We are proud to announce the following faculty, each who have been named a Fellow by the Infectious Diseases Society of America, the nation’s leading infectious diseases professional society. Fellowship in IDSA is one of the highest honors in the field of infectious diseases. It recognizes distinguished clinicians and scientists from the United States and around the world who have achieved professional excellence and provided significant service to the profession.
Philip J. Budge, MD, PhD, Associate Professor of Medicine, specializes in translational, public health-related research, with a special focus on filarial infections—insect-borne threadlike parasitic worms that cause lymphatic filariasis (elephantiasis), onchocerciasis (river blindness), and loiasis (African eye worm). Basic science work in the Budge lab aims to improve diagnostic tools for filarial infections through the identification of novel biomarkers.
Courtney Chrisler, MD, Assistant Professor of Medicine, alumna 2011 , specializes in general infectious diseases with a focus on management of acutely hospitalized patients, clinical education, and patient safety and quality improvement.
Michael Durkin, MD, MPH, Assistant Professor of Medicine, is the co-director of animicrobial stewardship and an associate hospital epidemiologist at Barnes-Jewish Hospital. He is also the medical director of infection prevention and antibiotic stewardship at Barnes Jewish St. Peters and Progress West Hospitals. He uses administrative data to identify opportunities to improve antibiotic prescribing in outpatient settings. He disseminates antibiotic stewardship interventions using dissemination & implementation science and informatics technology
Gerome Escota, MD, Associate Professor of Medicine, alumnus 2011, specializes in clinical infectious disease, with a special focus on medical education, health disparities, HIV, and sexually transmitted infections (STI). Dr. Escota is the co-director of the Infectious Disease Fellowship Program and the Director of the Internal Medicine Clerkship. He also serves as Chair of the Teaching and Learning Resources Workgroup of the Infectious Disease Society of America Medical Education Community of Practice (IDSA MedEdCOP).
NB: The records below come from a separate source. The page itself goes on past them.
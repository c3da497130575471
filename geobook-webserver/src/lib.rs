#[macro_use]
extern crate log;

mod adapters;
pub mod web;
//! Layered configuration.
//!
//! Values are resolved from, in increasing precedence: built-in defaults, an
//! optional TOML file, environment variables and command-line flags. Every
//! layer is a partial [`RunArgs`]; layers are merged with [`Overlay`] and the
//! result is validated into a [`ShutdownConfig`].
use crate::error::DelthError;
use clap::Args;
use serde::de::DeserializeOwned;
use std::path::{Path, PathBuf};
use thiserror::Error;

pub mod run;
pub mod types;

pub use run::{BackendArgs, ExecArgs, ProxyArgs, RunArgs, ShutdownConfig};
pub use types::DurationArg;

#[derive(Debug, Error)]
pub enum ConfigError {
    #[error("failed to load configuration file {path}: {source}")]
    Io {
        path: PathBuf,
        #[source]
        source: std::io::Error,
    },

    #[error("failed to parse TOML configuration: {0}")]
    Parse(#[from] toml::de::Error),

    #[error("{0}")]
    Validation(String),

    #[error(transparent)]
    Supervisor(#[from] crate::supervisor::SupervisorError),
}

/// Trait for merging two partial structs.
pub trait Overlay {
    /// self is the base layer, over is the top layer.
    fn overlay(self, over: Self) -> Self;
}

// If top layer exists, use it. Otherwise keep base.
impl<T> Overlay for Option<T> {
    fn overlay(self, over: Self) -> Self {
        over.or(self)
    }
}

impl<T> Overlay for Vec<T> {
    fn overlay(self, over: Self) -> Self {
        if over.is_empty() { self } else { over }
    }
}

#[derive(Args, Debug, Clone)]
pub struct LayeredArgs<T: Args> {
    /// Path to configuration file
    #[arg(long, env = "DELTH_CONFIG")]
    pub config: Option<PathBuf>,

    #[command(flatten)]
    pub inner: T,
}

impl<T> LayeredArgs<T>
where
    T: Args,
{
    pub fn load<C>(self) -> Result<C, DelthError>
    where
        T: Layered<C>,
    {
        self.inner.resolve(self.config.as_deref())
    }
}

pub trait Layered<C>: Overlay + DeserializeOwned + Default + Sized {
    fn resolve(self, config_path: Option<&Path>) -> Result<C, DelthError>;
}

impl<T, C> Layered<C> for T
where
    T: Overlay + DeserializeOwned + Default,
    T: TryInto<C>,
    <T as TryInto<C>>::Error: Into<DelthError>,
{
    fn resolve(self, config_path: Option<&Path>) -> Result<C, DelthError> {
        let base = match config_path {
            Some(path) => {
                let content = std::fs::read_to_string(path).map_err(|source| ConfigError::Io {
                    path: path.to_path_buf(),
                    source,
                })?;
                toml::from_str::<Self>(&content).map_err(ConfigError::Parse)?
            }
            None => Self::default(),
        };

        let merged = base.overlay(self);

        merged.try_into().map_err(Into::into)
    }
}
use delth::config::ConfigError;
use delth::error::DelthError;
use delth::supervisor::SupervisorError;
use std::process::{ExitCode, Termination};

#[derive(Debug)]
pub struct DelthExitCode(pub DelthError);

impl Termination for DelthExitCode {
    fn report(self) -> ExitCode {
        let code = self.exit_code();
        tracing::error!(exit_code = code, "{}", self.0);
        ExitCode::from(code)
    }
}

impl DelthExitCode {
    fn exit_code(&self) -> u8 {
        match &self.0 {
            DelthError::CommandFailed(exit) => exit.exit_code(),
            DelthError::Supervisor(e) => Self::supervisor_exit_code(e),
            DelthError::Config(e) => match e {
                ConfigError::Io { .. } => sysexits::ExitCode::NoInput.into(),
                ConfigError::Parse(_) => sysexits::ExitCode::Config.into(),
                ConfigError::Validation(_) => sysexits::ExitCode::Config.into(),
                ConfigError::Supervisor(e) => Self::supervisor_exit_code(e),
            },
            DelthError::Client(_) => sysexits::ExitCode::Config.into(),
            DelthError::Bind { .. } => sysexits::ExitCode::OsErr.into(),
            DelthError::Signals(_) => sysexits::ExitCode::OsErr.into(),
            DelthError::Logging(_) => sysexits::ExitCode::Config.into(),
        }
    }

    fn supervisor_exit_code(e: &SupervisorError) -> u8 {
        match e {
            SupervisorError::InvalidCommand(_) => sysexits::ExitCode::Config.into(),
            SupervisorError::Launch { source, .. } => match source.kind() {
                std::io::ErrorKind::NotFound => 127,
                std::io::ErrorKind::PermissionDenied => 126,
                _ => sysexits::ExitCode::IoErr.into(),
            },
            SupervisorError::SignalDelivery(_) => sysexits::ExitCode::OsErr.into(),
            SupervisorError::Wait(_) => sysexits::ExitCode::OsErr.into(),
            SupervisorError::AlreadyStarted
            | SupervisorError::NoProcess
            | SupervisorError::WaiterLost => sysexits::ExitCode::Software.into(),
        }
    }
}
use clap::{Args, ValueEnum};
use serde::Deserialize;
use thiserror::Error;
use tracing_subscriber::prelude::*;
use tracing_subscriber::{EnvFilter, fmt};

use crate::config::Overlay;

#[derive(Debug, Error)]
#[error("failed to initialize logging: {0}")]
pub struct LoggingError(String);

#[derive(Default, Copy, Clone, Debug, PartialEq, Eq, ValueEnum, Deserialize)]
#[serde(rename_all = "lowercase")]
pub enum LogFormat {
    #[default]
    Text,
    Json,
}

#[derive(Default, Copy, Clone, Debug, PartialEq, Eq, ValueEnum, Deserialize)]
#[serde(rename_all = "lowercase")]
pub enum LogLevel {
    Trace,
    Debug,
    #[default]
    Info,
    Warn,
    Error,
}

impl LogLevel {
    fn as_str(&self) -> &'static str {
        match self {
            LogLevel::Trace => "trace",
            LogLevel::Debug => "debug",
            LogLevel::Info => "info",
            LogLevel::Warn => "warn",
            LogLevel::Error => "error",
        }
    }
}

/// Resolved logging configuration.
#[derive(Debug, Clone, Copy, Default, PartialEq, Eq)]
pub struct Logger {
    pub format: LogFormat,
    pub level: LogLevel,
}

impl Logger {
    pub fn init(&self) -> Result<(), LoggingError> {
        let filter = EnvFilter::try_new(self.level.as_str()).unwrap_or_else(|_| EnvFilter::new("info"));
        let registry = tracing_subscriber::registry().with(filter);
        match self.format {
            LogFormat::Json => registry
                .with(fmt::layer().json().with_current_span(false))
                .try_init(),
            LogFormat::Text => registry.with(fmt::layer().with_target(false)).try_init(),
        }
        .map_err(|e| LoggingError(e.to_string()))
    }
}

#[derive(Args, Debug, Clone, Default, Deserialize)]
#[serde(rename_all = "kebab-case")]
pub struct LoggerArgs {
    /// Log format
    #[arg(long, env = "DELTH_LOG_FORMAT", value_enum)]
    pub log_format: Option<LogFormat>,

    /// Log level
    #[arg(long, env = "DELTH_LOG_LEVEL", value_enum)]
    pub log_level: Option<LogLevel>,

    /// Enable debug mode, shorthand for `--log-level debug`
    #[arg(
        short = 'd',
        long,
        env = "DELTH_DEBUG",
        num_args = 0..=1,
        default_missing_value = "true",
        require_equals = true,
    )]
    pub debug: Option<bool>,
}

impl Overlay for LoggerArgs {
    fn overlay(self, over: Self) -> Self {
        Self {
            log_format: self.log_format.overlay(over.log_format),
            log_level: self.log_level.overlay(over.log_level),
            debug: self.debug.overlay(over.debug),
        }
    }
}

impl From<LoggerArgs> for Logger {
    fn from(args: LoggerArgs) -> Self {
        let level = if args.debug.unwrap_or(false) {
            LogLevel::Debug
        } else {
            args.log_level.unwrap_or_default()
        };
        Logger {
            format: args.log_format.unwrap_or_default(),
            level,
        }
    }
}
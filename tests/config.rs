use assert_fs::TempDir;
use assert_fs::prelude::*;
use clap::Parser;
use delth::cli::Cli;
use delth::config::{ConfigError, ShutdownConfig};
use delth::error::DelthError;
use delth::logging::LogLevel;
use delth::proxy::BackendScheme;
use std::time::Duration;

fn load(argv: &[&str]) -> Result<ShutdownConfig, DelthError> {
    let cli = Cli::try_parse_from(std::iter::once("delth").chain(argv.iter().copied()))
        .expect("arguments should parse");
    cli.run.load()
}

#[test]
fn flags_only() {
    let cfg = load(&[
        "--backend.path",
        "/healthz",
        "--backend.port",
        "8080",
        "--shutdown-delay",
        "5",
        "--",
        "my-server",
        "--listen",
        ":8080",
    ])
    .unwrap();

    assert_eq!(cfg.backend.to_string(), "http://localhost:8080/healthz");
    assert_eq!(cfg.drain_delay, Duration::from_secs(5));
    assert_eq!(cfg.command.program(), "my-server");
    assert_eq!(
        cfg.command.args(),
        ["--listen".to_string(), ":8080".to_string()]
    );
}

#[test]
fn boolean_switches_take_no_value() {
    let cfg = load(&[
        "--backend.path",
        "/healthz",
        "--backend.port",
        "8443",
        "--backend.scheme",
        "https",
        "--backend.tls-insecure-skip-verify",
        "-d",
        "--",
        "sleep",
        "30",
    ])
    .unwrap();

    assert_eq!(cfg.backend.scheme, BackendScheme::Https);
    assert!(cfg.backend_client.tls_insecure_skip_verify);
    assert_eq!(cfg.logger.level, LogLevel::Debug);
}

#[test]
fn file_layer_with_flag_overrides() {
    let tmp = TempDir::new().unwrap();
    let file = tmp.child("delth.toml");
    file.write_str(
        r#"
            command = ["from-file", "--serve"]

            [backend-healthcheck]
            path = "/ready"
            port = 8080
            timeout = "2s"

            [healthcheck-proxy]
            listen-addr = "127.0.0.1:9000"
            path = "/lb/health"

            [cmd-exec]
            shutdown-delay = "45s"
        "#,
    )
    .unwrap();
    let path = file.path().to_str().unwrap();

    let cfg = load(&["--config", path, "--backend.port", "9090"]).unwrap();
    assert_eq!(cfg.backend.to_string(), "http://localhost:9090/ready");
    assert_eq!(cfg.backend_client.timeout, Duration::from_secs(2));
    assert_eq!(cfg.listen.as_str(), "127.0.0.1:9000");
    assert_eq!(cfg.route, "/lb/health");
    assert_eq!(cfg.drain_delay, Duration::from_secs(45));
    assert_eq!(cfg.command.program(), "from-file");

    // A command on the command line replaces the one from the file.
    let cfg = load(&["--config", path, "--", "from-cli"]).unwrap();
    assert_eq!(cfg.command.program(), "from-cli");
    assert!(cfg.command.args().is_empty());
}

#[test]
fn missing_required_backend_settings() {
    let err = load(&["--backend.path", "/healthz", "--", "sleep", "30"]).unwrap_err();
    assert!(matches!(
        err,
        DelthError::Config(ConfigError::Validation(_))
    ));

    let err = load(&["--backend.port", "8080", "--", "sleep", "30"]).unwrap_err();
    assert!(matches!(
        err,
        DelthError::Config(ConfigError::Validation(_))
    ));
}

#[test]
fn missing_config_file_is_an_error() {
    let tmp = TempDir::new().unwrap();
    let missing = tmp.child("absent.toml");
    let err = load(&[
        "--config",
        missing.path().to_str().unwrap(),
        "--backend.path",
        "/healthz",
        "--backend.port",
        "8080",
        "--",
        "sleep",
        "30",
    ])
    .unwrap_err();
    assert!(matches!(err, DelthError::Config(ConfigError::Io { .. })));
}

#[test]
fn malformed_config_file_is_an_error() {
    let tmp = TempDir::new().unwrap();
    let file = tmp.child("delth.toml");
    file.write_str("[backend-healthcheck]\nport = \"not a number\"\n")
        .unwrap();
    let err = load(&["--config", file.path().to_str().unwrap()]).unwrap_err();
    assert!(matches!(err, DelthError::Config(ConfigError::Parse(_))));
}

#[test]
fn invalid_durations_are_rejected_by_the_parser() {
    let parsed = Cli::try_parse_from([
        "delth",
        "--shutdown-delay",
        "soon",
        "--",
        "sleep",
        "30",
    ]);
    assert!(parsed.is_err());
}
Kevin Hsueh, MD, Assistant Professor Medicine, is the Medical Director of the Barnes-Jewish Hospital (BJH) Antimicrobial Stewardship Program and Chair of the BJH and BJC HealthCare (BJC) Antimicrobial Pharmacy and Therapeutics Subcommittees. Dr. Hsueh specializes in Antimicrobial Stewardship and Infection Prevention, with special focus on practical design and implementation of healthcare quality and safety improvement interventions.
Jennifer H. Kwon, DO, MSCI, Assistant Professor of Medicine, alumna 2013, specializes in clinical and translational research with a focus on antimicrobial resistance and infection prevention.
Jennifer A. Philips, MD, PhD, Associate Professor of Medicine and Molecular Microbiology & Co-director, Infectious Diseases Division is the principal investigator of an NIH-funded lab that studies how Mycobacterium tuberculosis evades the host immune response.
Andrej Spec, MD, MSCI, Assistant Professor of Medicine, alumnus 2013, focuses his research on fungal infections, particularly in immunocompromised patients, including those with transplants. infections. His research involves Cryptococcus, Histoplasma, Candida, Aspergillus and other invasive molds.
Keith F. Woeltje, MD, PhD, Professor of Medicine, alumnus 1997, serves as co-lead, Biomedical Informatics in the Institute of Clinical and Translational Science, and serves as Medical Director of Advanced Analytics and Clinical Decision Support for BJC HealthCare.
“The 199 individuals chosen to receive the FIDSA designation this year are committed to blazing trails in the field of infectious diseases, and IDSA is proud to honor them,” said Dan McQuillen, MD, FIDSA, president of IDSA. “There has never been a more critical or more exciting time for the field of infectious diseases. These ID physicians and scientists are on the front lines of research and clinical care and represent the passion and commitment to educate and protect us from dangerous illness. We all benefit as a result of their vital contributions to local communities and expertise within the field of medicine. I am proud to call them my colleagues.”
Applicants for IDSA Fellowship must be nominated by their peers and meet specified criteria that include continuing identification with the field of infectious diseases, national or regional recognition and publication of their scholarly work. Nominees are reviewed and elected by the IDSA Board of Directors. Fellows of IDSA work in many different settings, including clinical practice, teaching, research, public health and health care administration.